Hi Dinesh,

I am glad you asked.

1) A node just fails to start. It will print something like this while
booting and the whole Cassandra process exits.

Exception
(org.apache.cassandra.cql3.constraints.InvalidConstraintDefinitionException)
encountered during startup: Unrecognized constraint function:
my_custom_constraint
ERROR [main] 2025-08-15T16:22:26,675 CassandraDaemon.java:925 - Exception
encountered during startup
org.apache.cassandra.cql3.constraints.InvalidConstraintDefinitionException:
Unrecognized constraint function: my_custom_constraint
at
org.apache.cassandra.cql3.constraints.ConstraintResolver.lambda$getConstraintFunction$1(ConstraintResolver.java:96)


I consider this to be the most ideal case, because if we said that
not-found constraints are just skipped, then a user would not necessarily
notice this as they would think everything is OK, while it would be
possible to insert invalid data. Failing the node to start until the jar is
back on the class path is better than being able to insert invalid data, in
my opinion.

2) Yeah, I have been following mostly these goals while providing this
feature:

a) if somebody runs Cassandra and they want to put constraints on their
data, these constraints might be highly specific to the respective business
to such a level that they are never going to make it public. It is just
tailored very specifically to their needs. But at the same time, we make
the life way more easier for them, because they do not need to patch
Cassandra as such. If somebody has a policy to only run official releases,
they can, while they can implement their constraints against well
documented API so they get what they want and they do not need to maintain
their own fork internally just to put more constraints in.

b) if people realize it is easy to add constraints without a lot of hassle
(I have even added buildable example of the implementation into
examples/constraints for easy start), then they can for sure use that
already and if they are tired of maintaining it themselves and if they
think it will be beneficial for broader audience, they can just reach us,
go through a ticket / formal review and make it happen.
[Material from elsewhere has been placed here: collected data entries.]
use axum::{
    extract::{Extension, Path, Query},
    http::StatusCode,
    response::Response,
    routing::{delete, get},
    Json, Router,
};
use chrono::{DateTime, Utc};
use sea_orm::{DatabaseConnection, DbErr, SqlErr};
use serde::{Deserialize, Serialize};
use std::sync::Arc;
use uuid::Uuid;
use validator::Validate;

use crate::entities::wishlist;
use crate::middleware::logging::{to_response, ApiError};
use crate::repository::{
    product as product_repo,
    wishlist::{self as wishlist_repo, WishlistOwner},
};

pub fn guest_wishlist_router(db: Arc<DatabaseConnection>) -> Router {
    Router::new()
        .route("/wishlist", get(get_guest_wishlist).post(add_guest_entry))
        .route("/wishlist/:id", delete(remove_guest_entry))
        .layer(Extension(db))
}

async fn get_guest_wishlist(
    Query(params): Query<SessionQuery>,
    Extension(db): Extension<Arc<DatabaseConnection>>,
) -> Result<Response, ApiError> {
    params.validate()?;
    list_entries(&db, &WishlistOwner::Session(params.session_id)).await
}

async fn add_guest_entry(
    Extension(db): Extension<Arc<DatabaseConnection>>,
    Json(payload): Json<AddGuestEntry>,
) -> Result<Response, ApiError> {
    payload.validate()?;
    add_entry(&db, &WishlistOwner::Session(payload.session_id), payload.product_id).await
}

async fn remove_guest_entry(
    Path(id): Path<Uuid>,
    Query(params): Query<SessionQuery>,
    Extension(db): Extension<Arc<DatabaseConnection>>,
) -> Result<Response, ApiError> {
    params.validate()?;
    remove_entry(&db, &WishlistOwner::Session(params.session_id), id).await
}

// Shared with the signed-in wishlist routes.
pub(crate) async fn list_entries(
    db: &DatabaseConnection,
    owner: &WishlistOwner,
) -> Result<Response, ApiError> {
    let response: Vec<WishlistResponse> = wishlist_repo::find_by_owner(db, owner)
        .await?
        .into_iter()
        .map(WishlistResponse::new)
        .collect();
    Ok(to_response((StatusCode::OK, Json(response)), Ok(())))
}

pub(crate) async fn add_entry(
    db: &DatabaseConnection,
    owner: &WishlistOwner,
    product_id: Uuid,
) -> Result<Response, ApiError> {
    if product_repo::find_by_id(db, product_id).await?.is_none() {
        return Err(ApiError::NotFound(format!(
            "No product with id {} was found.",
            product_id
        )));
    }

    if let Some(existing) = wishlist_repo::find_entry(db, owner, product_id).await? {
        return Ok(to_response(
            (StatusCode::OK, Json(WishlistResponse::new(existing))),
            Ok(()),
        ));
    }

    // The unique owner/product index settles concurrent adds.
    match wishlist_repo::insert(db, owner, product_id).await {
        Ok(entry) => Ok(to_response(
            (StatusCode::CREATED, Json(WishlistResponse::new(entry))),
            Ok(()),
        )),
        Err(err) if is_unique_violation(&err) => {
            let existing = wishlist_repo::find_entry(db, owner, product_id)
                .await?
                .ok_or(ApiError::from(err))?;
            Ok(to_response(
                (StatusCode::OK, Json(WishlistResponse::new(existing))),
                Ok(()),
            ))
        }
        Err(err) => Err(err.into()),
    }
}

fn is_unique_violation(err: &DbErr) -> bool {
    matches!(err.sql_err(), Some(SqlErr::UniqueConstraintViolation(_)))
}

pub(crate) async fn remove_entry(
    db: &DatabaseConnection,
    owner: &WishlistOwner,
    id: Uuid,
) -> Result<Response, ApiError> {
    if !wishlist_repo::delete_entry(db, owner, id).await? {
        return Err(ApiError::NotFound(format!(
            "No wishlist entry with id {} was found.",
            id
        )));
    }
    Ok(to_response(
        (
            StatusCode::OK,
            Json(serde_json::json!({
                "message": "Resource deleted successfully."
            })),
        ),
        Ok(()),
    ))
}

//Struct
#[derive(Deserialize, Validate)]
struct SessionQuery {
    #[validate(length(min = 1, max = 100))]
    session_id: String,
}

#[derive(Deserialize, Validate)]
struct AddGuestEntry {
    #[validate(length(min = 1, max = 100))]
    session_id: String,
    product_id: Uuid,
}

#[derive(Serialize)]
pub struct WishlistResponse {
    id: Uuid,
    product_id: Uuid,
    created_at: DateTime<Utc>,
}

impl WishlistResponse {
    pub fn new(value: wishlist::Model) -> WishlistResponse {
        WishlistResponse {
            id: value.id,
            product_id: value.product_id,
            created_at: value.created_at,
        }
    }
}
It really depends
on what they want to do but I am trying to just lower the bar to the
absolute minimum so this stuff is easily accessible and hopefully attracts
more people.

Regards

On Fri, Aug 15, 2025 at 6:12 PM Dinesh Joshi <djo...@apache.org> wrote:

> Stefan - I understand the motivation behind this feature. I totally am for
> introducing it. I just have a couple questions -
>
> 1. What is Cassandra's behavior when custom constraints are used but are
> missing on disk? I'm imagining a situation where someone failed to include
> the jar in their deployment?
>
> 2. I would really like the community to bring their custom constraints
> back to the project when possible. I imagine we could have a separate
> constraints repo that they can contribute their constraints creating an
> ecosystem for domain specific constraints that are reusable but we may not
> want to ship in Cassandra by default. Users could optionally load these
> into Cassandra if they'd like.
>
> None of these questions / suggestions are blockers to moving ahead with it.
>
> Thanks,
>
> Dinesh
>
> On Fri, Aug 15, 2025 at 8:53 AM Štefan Miklošovič <smikloso...@apache.org>
> wrote:
>
>> I do not see any more activity on this thread so I will proceed. This
>> does not seem to be controversial as there is already precedent in place
>> and nobody vehemently objects.
>>
>> Regards
>>
>> On Mon, Aug 11, 2025 at 7:57 PM Mick <m...@apache.org> wrote:
>>
>>>
>>>
>>> >
>>> > I have 0 issues with ServiceLoader, but I think the bigger question is
>>> “what is a public api”.
>>>
>>>
>>>
>>> Let's also please be clear in separating what are our public SPIs and
>>> our public APIs, as compatibility concerns are different for each.  We
>>> typically refer to both when mentioning API, but in the code something that
>>> ends up being both can become unnecessarily painful.